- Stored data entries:
________________________
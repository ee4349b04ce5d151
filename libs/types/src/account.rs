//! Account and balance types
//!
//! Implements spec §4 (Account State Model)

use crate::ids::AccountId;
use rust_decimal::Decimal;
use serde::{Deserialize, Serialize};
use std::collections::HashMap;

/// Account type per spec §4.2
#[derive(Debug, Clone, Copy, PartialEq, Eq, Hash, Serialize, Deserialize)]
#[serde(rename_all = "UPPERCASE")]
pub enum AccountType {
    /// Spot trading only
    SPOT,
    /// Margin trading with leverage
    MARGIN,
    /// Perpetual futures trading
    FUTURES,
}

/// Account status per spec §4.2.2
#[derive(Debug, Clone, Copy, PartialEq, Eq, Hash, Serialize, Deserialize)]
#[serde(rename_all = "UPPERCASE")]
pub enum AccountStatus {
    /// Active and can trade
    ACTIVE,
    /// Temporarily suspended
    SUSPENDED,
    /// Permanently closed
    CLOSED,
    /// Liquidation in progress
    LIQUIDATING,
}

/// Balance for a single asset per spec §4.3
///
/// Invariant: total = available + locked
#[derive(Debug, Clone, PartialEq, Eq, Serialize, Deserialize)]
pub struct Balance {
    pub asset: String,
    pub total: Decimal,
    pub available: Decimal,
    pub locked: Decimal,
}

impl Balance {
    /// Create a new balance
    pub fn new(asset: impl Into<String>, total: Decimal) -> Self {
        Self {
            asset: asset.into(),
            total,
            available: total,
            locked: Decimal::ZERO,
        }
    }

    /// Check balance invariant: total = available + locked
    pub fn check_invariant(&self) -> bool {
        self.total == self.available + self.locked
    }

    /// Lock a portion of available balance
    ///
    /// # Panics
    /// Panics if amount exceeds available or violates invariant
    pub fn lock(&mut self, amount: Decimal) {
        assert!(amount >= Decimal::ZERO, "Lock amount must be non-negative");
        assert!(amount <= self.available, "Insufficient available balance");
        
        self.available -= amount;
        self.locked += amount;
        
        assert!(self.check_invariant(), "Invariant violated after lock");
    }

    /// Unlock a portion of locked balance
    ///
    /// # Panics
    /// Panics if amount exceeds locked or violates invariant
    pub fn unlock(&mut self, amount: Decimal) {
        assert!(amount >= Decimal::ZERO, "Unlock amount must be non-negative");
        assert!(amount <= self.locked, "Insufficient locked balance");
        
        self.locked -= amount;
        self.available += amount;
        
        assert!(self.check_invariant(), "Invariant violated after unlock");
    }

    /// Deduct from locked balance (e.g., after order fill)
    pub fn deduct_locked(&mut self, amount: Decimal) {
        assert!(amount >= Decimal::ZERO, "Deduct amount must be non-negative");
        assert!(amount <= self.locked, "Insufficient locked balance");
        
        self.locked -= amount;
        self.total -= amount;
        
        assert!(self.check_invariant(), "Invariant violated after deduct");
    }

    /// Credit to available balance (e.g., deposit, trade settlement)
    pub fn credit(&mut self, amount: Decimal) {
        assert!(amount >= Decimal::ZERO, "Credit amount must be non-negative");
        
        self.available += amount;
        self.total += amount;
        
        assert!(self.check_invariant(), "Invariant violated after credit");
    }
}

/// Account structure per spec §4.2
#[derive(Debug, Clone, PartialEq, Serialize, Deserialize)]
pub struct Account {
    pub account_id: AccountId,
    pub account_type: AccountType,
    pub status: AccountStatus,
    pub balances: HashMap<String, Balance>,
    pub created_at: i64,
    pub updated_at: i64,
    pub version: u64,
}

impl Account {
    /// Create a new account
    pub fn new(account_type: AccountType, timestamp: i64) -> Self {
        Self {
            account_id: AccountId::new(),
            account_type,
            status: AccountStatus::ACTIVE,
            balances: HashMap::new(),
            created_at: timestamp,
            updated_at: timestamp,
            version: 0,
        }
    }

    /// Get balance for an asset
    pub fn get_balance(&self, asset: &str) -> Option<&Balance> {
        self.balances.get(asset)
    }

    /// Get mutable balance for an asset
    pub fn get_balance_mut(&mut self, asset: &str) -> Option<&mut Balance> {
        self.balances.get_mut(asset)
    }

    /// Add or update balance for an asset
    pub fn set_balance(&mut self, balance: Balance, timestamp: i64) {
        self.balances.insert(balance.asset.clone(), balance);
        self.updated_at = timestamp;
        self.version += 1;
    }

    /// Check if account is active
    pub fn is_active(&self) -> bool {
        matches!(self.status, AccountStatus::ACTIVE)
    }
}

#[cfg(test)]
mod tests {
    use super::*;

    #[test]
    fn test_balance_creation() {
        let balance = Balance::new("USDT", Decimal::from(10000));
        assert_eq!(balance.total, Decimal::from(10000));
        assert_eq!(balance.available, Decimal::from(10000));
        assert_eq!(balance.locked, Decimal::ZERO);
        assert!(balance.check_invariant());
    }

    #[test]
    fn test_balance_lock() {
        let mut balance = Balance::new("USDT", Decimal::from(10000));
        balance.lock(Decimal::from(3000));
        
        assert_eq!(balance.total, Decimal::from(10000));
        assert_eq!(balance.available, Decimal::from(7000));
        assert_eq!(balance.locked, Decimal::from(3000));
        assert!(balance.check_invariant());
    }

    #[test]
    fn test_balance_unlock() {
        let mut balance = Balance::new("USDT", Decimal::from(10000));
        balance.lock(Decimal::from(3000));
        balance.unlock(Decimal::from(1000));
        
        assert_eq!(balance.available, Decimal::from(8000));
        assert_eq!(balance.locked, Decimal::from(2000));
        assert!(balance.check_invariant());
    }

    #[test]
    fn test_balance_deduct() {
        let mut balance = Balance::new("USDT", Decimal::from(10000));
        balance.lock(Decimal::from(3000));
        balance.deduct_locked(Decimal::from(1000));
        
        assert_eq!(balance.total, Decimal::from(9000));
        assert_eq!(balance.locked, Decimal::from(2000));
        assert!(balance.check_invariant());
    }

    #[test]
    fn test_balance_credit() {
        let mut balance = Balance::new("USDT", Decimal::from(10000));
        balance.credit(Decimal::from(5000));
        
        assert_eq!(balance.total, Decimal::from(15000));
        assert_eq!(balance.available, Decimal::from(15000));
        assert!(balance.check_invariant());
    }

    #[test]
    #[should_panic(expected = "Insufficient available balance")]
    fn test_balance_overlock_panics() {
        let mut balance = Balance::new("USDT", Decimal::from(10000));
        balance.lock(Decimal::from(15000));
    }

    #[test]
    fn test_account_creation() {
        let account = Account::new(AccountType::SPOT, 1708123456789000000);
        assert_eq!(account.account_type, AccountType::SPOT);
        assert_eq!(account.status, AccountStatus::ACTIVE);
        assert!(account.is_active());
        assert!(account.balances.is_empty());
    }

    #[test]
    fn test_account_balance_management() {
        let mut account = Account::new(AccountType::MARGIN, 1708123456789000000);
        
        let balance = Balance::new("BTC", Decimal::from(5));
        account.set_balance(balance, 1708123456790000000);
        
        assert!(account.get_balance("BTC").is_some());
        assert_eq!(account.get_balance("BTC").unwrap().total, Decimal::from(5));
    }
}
________________________
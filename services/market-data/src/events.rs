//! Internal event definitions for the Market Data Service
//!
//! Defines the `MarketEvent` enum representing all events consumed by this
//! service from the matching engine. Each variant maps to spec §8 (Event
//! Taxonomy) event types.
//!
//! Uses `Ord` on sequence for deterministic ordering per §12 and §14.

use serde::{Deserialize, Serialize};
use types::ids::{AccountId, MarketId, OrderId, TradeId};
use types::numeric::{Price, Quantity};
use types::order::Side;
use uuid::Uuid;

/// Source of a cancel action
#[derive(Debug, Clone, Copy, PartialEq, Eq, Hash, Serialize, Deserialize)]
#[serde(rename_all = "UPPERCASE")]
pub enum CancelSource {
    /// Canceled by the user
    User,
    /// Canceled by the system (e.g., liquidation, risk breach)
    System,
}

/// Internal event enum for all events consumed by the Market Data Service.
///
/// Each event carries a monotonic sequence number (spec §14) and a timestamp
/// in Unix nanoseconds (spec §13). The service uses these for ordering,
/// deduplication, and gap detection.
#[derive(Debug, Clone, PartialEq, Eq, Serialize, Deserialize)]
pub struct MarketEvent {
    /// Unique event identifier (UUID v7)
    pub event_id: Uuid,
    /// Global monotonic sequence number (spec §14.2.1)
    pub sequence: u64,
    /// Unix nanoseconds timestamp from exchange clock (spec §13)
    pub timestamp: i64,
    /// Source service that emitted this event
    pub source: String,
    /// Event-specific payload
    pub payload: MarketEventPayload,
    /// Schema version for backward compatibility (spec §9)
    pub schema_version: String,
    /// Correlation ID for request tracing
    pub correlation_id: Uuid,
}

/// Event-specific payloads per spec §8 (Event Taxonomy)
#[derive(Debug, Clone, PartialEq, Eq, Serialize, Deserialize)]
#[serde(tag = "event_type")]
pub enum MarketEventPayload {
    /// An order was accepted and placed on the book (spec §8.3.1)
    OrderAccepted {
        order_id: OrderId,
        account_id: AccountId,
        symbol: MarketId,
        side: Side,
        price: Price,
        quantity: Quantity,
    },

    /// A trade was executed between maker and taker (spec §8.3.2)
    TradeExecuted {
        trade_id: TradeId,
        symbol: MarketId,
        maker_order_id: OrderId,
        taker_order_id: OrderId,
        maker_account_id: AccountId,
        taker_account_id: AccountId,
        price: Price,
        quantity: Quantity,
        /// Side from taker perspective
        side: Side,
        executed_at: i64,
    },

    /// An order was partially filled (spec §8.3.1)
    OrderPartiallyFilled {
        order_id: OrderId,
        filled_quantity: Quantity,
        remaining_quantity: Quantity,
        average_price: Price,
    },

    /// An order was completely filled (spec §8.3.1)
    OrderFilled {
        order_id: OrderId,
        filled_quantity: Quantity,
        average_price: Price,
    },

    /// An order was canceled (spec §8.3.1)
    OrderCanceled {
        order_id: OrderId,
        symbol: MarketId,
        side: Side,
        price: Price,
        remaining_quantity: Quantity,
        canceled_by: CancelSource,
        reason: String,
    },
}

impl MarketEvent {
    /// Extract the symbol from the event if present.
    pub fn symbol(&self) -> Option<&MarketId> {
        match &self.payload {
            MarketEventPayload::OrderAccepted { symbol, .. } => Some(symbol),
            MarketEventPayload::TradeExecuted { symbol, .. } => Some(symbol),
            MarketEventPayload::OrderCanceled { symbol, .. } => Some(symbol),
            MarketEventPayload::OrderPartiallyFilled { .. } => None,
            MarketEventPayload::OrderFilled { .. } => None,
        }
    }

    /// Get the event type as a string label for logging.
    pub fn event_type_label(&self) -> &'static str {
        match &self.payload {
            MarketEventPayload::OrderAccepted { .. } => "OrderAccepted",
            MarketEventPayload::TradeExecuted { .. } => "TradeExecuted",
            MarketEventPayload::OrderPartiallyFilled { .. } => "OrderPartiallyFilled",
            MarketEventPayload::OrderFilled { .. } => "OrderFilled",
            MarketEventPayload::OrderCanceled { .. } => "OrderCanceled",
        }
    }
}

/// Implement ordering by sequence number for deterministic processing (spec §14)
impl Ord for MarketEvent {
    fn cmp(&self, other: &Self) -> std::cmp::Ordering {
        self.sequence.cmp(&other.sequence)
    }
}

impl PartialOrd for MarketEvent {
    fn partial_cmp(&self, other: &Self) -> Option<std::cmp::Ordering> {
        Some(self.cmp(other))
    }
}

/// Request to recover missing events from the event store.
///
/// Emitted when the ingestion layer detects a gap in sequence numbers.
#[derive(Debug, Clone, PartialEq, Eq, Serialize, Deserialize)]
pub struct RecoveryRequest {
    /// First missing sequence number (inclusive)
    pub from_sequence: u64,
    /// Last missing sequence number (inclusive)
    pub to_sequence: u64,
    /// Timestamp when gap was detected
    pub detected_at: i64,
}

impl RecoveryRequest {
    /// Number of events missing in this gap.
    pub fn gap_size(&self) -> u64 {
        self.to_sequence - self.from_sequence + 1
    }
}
________________________
Copy down every line of the entries containing the word "asset".

/// Balance for a single asset per spec §4.3
    pub asset: String,
    pub fn new(asset: impl Into<String>, total: Decimal) -> Self {
            asset: asset.into(),
    /// Get balance for an asset
    pub fn get_balance(&self, asset: &str) -> Option<&Balance> {
        self.balances.get(asset)
    /// Get mutable balance for an asset
    pub fn get_balance_mut(&mut self, asset: &str) -> Option<&mut Balance> {
        self.balances.get_mut(asset)
    /// Add or update balance for an asset
        self.balances.insert(balance.asset.clone(), balance);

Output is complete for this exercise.